For months, they have been telling council the same story. County ambulances are driving south daily to take patients for CT scans. While in other jurisdictions, such as the City of Kawartha Lakes and Peterborough, they are being called to 911 emergencies. In some cases, they are sitting outside Ross Memorial Hospital in Lindsay and Peterborough Regional Hospital waiting to discharge their patients due to long off-loading times.

Having a machine here would also mean people who have to take HHHS transportation or private vehicles for scans would not have to take half a day to do that – spending money out of County in the process.

It would hopefully mean quicker diagnoses, allow us to be a healthier community with screening and preventative medicine, and attract the health care workers we so desperately need.

County officials talked about how their recruitment efforts are being hampered by the lack of a CT scanner. New doctors, in particular, don’t want to come to areas where there isn’t one. The machine is akin to a blood test in today’s diagnostic world.

Plummer said it would be a long journey requiring strong community support.

We don’t doubt the community’s willingness to help out. After all, it raised the money to build two hospitals. It supports the HHHS Foundation.

We can’t express the same confidence in the ministry of health or Ontario government – which have landed Haliburton County and other rural and regional hospitals in the mess they are in.
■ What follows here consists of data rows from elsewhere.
use super::config::{GisParams, TaxTables, index_factor};
use super::tax::{IncomeBreakdown, PersonTax, person_tax};
use super::types::{Household, Person, SpendingSchedule};

pub const PENSION_SPLIT_AGE: u32 = 65;
pub const MAX_PENSION_SPLIT_FRACTION: f64 = 0.5;
const PENSION_SPLIT_STEPS: u32 = 10;

#[derive(Copy, Clone, Debug, Eq, PartialEq)]
pub enum SpendingPhase {
    GoGo,
    SlowGo,
    NoGo,
}

pub fn is_couple(household: &Household) -> bool {
    household.include_partner
}

pub fn members(household: &Household) -> Vec<&Person> {
    if is_couple(household) {
        vec![&household.p1, &household.p2]
    } else {
        vec![&household.p1]
    }
}

pub fn years_to_simulate(household: &Household) -> u32 {
    household
        .end_age
        .saturating_sub(household.p1.start_age)
        .saturating_add(1)
}

pub fn age_in_year(person: &Person, year_index: u32) -> u32 {
    person.start_age + year_index
}

pub fn spending_phase(schedule: &SpendingSchedule, p1_age: u32) -> SpendingPhase {
    if p1_age < schedule.go_go_end_age {
        SpendingPhase::GoGo
    } else if p1_age < schedule.slow_go_end_age {
        SpendingPhase::SlowGo
    } else {
        SpendingPhase::NoGo
    }
}

pub fn spending_target(household: &Household, year_index: u32, p1_age: u32) -> f64 {
    let schedule = &household.spending;
    let base = match spending_phase(schedule, p1_age) {
        SpendingPhase::GoGo => schedule.go_go,
        SpendingPhase::SlowGo => schedule.slow_go,
        SpendingPhase::NoGo => schedule.no_go,
    };
    base.max(0.0) * index_factor(year_index, household.spending_inflation)
}

/// GIS threshold and per-person maximum for the household's composition.
/// Every GIS calculation goes through here so single and couple never diverge.
pub fn gis_params_for(gis: &GisParams, include_partner: bool) -> (f64, f64) {
    if include_partner {
        (gis.threshold_couple, gis.max_benefit_couple)
    } else {
        (gis.threshold_single, gis.max_benefit_single)
    }
}

pub fn pension_split_allowed(household: &Household, ages: [u32; 2]) -> bool {
    is_couple(household)
        && household.pension_splitting_fraction > 0.0
        && ages.iter().all(|age| *age >= PENSION_SPLIT_AGE)
}

#[derive(Debug, Clone, Copy, Default, PartialEq)]
pub struct SplitOutcome {
    /// Pension income moved for tax purposes; cash stays with the source.
    pub transfer: f64,
    pub from: usize,
    pub taxes: [PersonTax; 2],
}

impl SplitOutcome {
    pub fn total_tax(&self) -> f64 {
        self.taxes[0].total() + self.taxes[1].total()
    }
}

pub fn household_tax(
    tables: &TaxTables,
    ages: [u32; 2],
    incomes: &[IncomeBreakdown; 2],
) -> SplitOutcome {
    SplitOutcome {
        transfer: 0.0,
        from: 0,
        taxes: [
            person_tax(tables, ages[0], &incomes[0]),
            person_tax(tables, ages[1], &incomes[1]),
        ],
    }
}

/// Lowest-tax allocation of up to `max_fraction` of the higher-income
/// spouse's eligible pension income to the other spouse.
pub fn optimal_pension_split(
    tables: &TaxTables,
    ages: [u32; 2],
    incomes: &[IncomeBreakdown; 2],
    eligible_pension: [f64; 2],
    max_fraction: f64,
) -> SplitOutcome {
    let mut best = household_tax(tables, ages, incomes);
    let fraction = max_fraction.clamp(0.0, MAX_PENSION_SPLIT_FRACTION);
    let from = if incomes[0].net_income() >= incomes[1].net_income() {
        0
    } else {
        1
    };
    let to = 1 - from;
    let pool = eligible_pension[from].min(incomes[from].pension_income).max(0.0);
    if fraction <= 0.0 || pool <= 0.0 {
        return best;
    }

    for step in 1..=PENSION_SPLIT_STEPS {
        let transfer = pool * fraction * step as f64 / PENSION_SPLIT_STEPS as f64;
        let mut shifted = *incomes;
        shifted[from].pension_income -= transfer;
        shifted[to].pension_income += transfer;
        let candidate = SplitOutcome {
            transfer,
            from,
            taxes: [
                person_tax(tables, ages[0], &shifted[0]),
                person_tax(tables, ages[1], &shifted[1]),
            ],
        };
        if candidate.total_tax() + 1e-9 < best.total_tax() {
            best = candidate;
        }
    }
    best
}

#[cfg(test)]
mod tests {
    use super::*;
    use crate::core::config::TaxConfig;

    fn tables() -> TaxTables {
        TaxConfig::builtin()
            .and_then(|c| c.tables_for("AB"))
            .expect("AB tables")
    }

    #[test]
    fn phases_switch_at_configured_ages() {
        let schedule = SpendingSchedule {
            go_go: 80_000.0,
            slow_go: 60_000.0,
            no_go: 40_000.0,
            go_go_end_age: 75,
            slow_go_end_age: 85,
        };
        assert_eq!(spending_phase(&schedule, 74), SpendingPhase::GoGo);
        assert_eq!(spending_phase(&schedule, 75), SpendingPhase::SlowGo);
        assert_eq!(spending_phase(&schedule, 85), SpendingPhase::NoGo);
    }

    #[test]
    fn spending_target_inflates_from_start_year() {
        let household = Household {
            spending: SpendingSchedule::flat(50_000.0),
            spending_inflation: 0.03,
            ..Household::default()
        };
        let target = spending_target(&household, 2, 67);
        assert!((target - 50_000.0 * 1.03 * 1.03).abs() < 1e-6);
    }

    #[test]
    fn single_household_has_one_member() {
        let mut household = Household::default();
        assert_eq!(members(&household).len(), 1);
        household.include_partner = true;
        assert_eq!(members(&household).len(), 2);
    }

    #[test]
    fn gis_helper_picks_composition() {
        let gis = tables().gis;
        assert_eq!(gis_params_for(&gis, false), (22_056.0, 13_265.0));
        assert_eq!(gis_params_for(&gis, true), (29_136.0, 7_985.0));
    }

    #[test]
    fn split_requires_couple_and_both_65() {
        let mut household = Household {
            include_partner: true,
            pension_splitting_fraction: 0.5,
            ..Household::default()
        };
        assert!(pension_split_allowed(&household, [65, 66]));
        assert!(!pension_split_allowed(&household, [65, 64]));
        household.include_partner = false;
        assert!(!pension_split_allowed(&household, [65, 66]));
    }

    #[test]
    fn splitting_a_large_pension_lowers_household_tax() {
        let tables = tables();
        let incomes = [
            IncomeBreakdown {
                pension_income: 100_000.0,
                ..Default::default()
            },
            IncomeBreakdown::default(),
        ];
        let unsplit = household_tax(&tables, [66, 66], &incomes);
        let split = optimal_pension_split(&tables, [66, 66], &incomes, [100_000.0, 0.0], 0.5);
        assert!(split.total_tax() < unsplit.total_tax());
        assert_eq!(split.from, 0);
        assert!(split.transfer > 0.0 && split.transfer <= 50_000.0 + 1e-9);
    }

    #[test]
    fn zero_fraction_never_transfers() {
        let tables = tables();
        let incomes = [
            IncomeBreakdown {
                pension_income: 100_000.0,
                ..Default::default()
            },
            IncomeBreakdown::default(),
        ];
        let split = optimal_pension_split(&tables, [66, 66], &incomes, [100_000.0, 0.0], 0.0);
        assert_eq!(split.transfer, 0.0);
    }
}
For example, we find it unfathomable that the provincial government allows private agency nursing companies. Having them in our hospitals to cover for nursing shortages is costing HHHS an exorbitant amount of money every month. Further, it is creating tensions between HHHS nurses and agency nurses since the agency nurses are making at least double the money of permanent staff.

The provincial government should instead have a pool of its own nurses that it can make available to rural and regional hospitals – and urban ones if needed – when they go through staffing shortages to ensure wage equity.

But that is another battle for another day. For now, we encourage HHHS and the County of Haliburton to work together on finding out if we can get a CT scan machine, estimated to cost $2.5-3 million, figure out how to raise the money, and get going.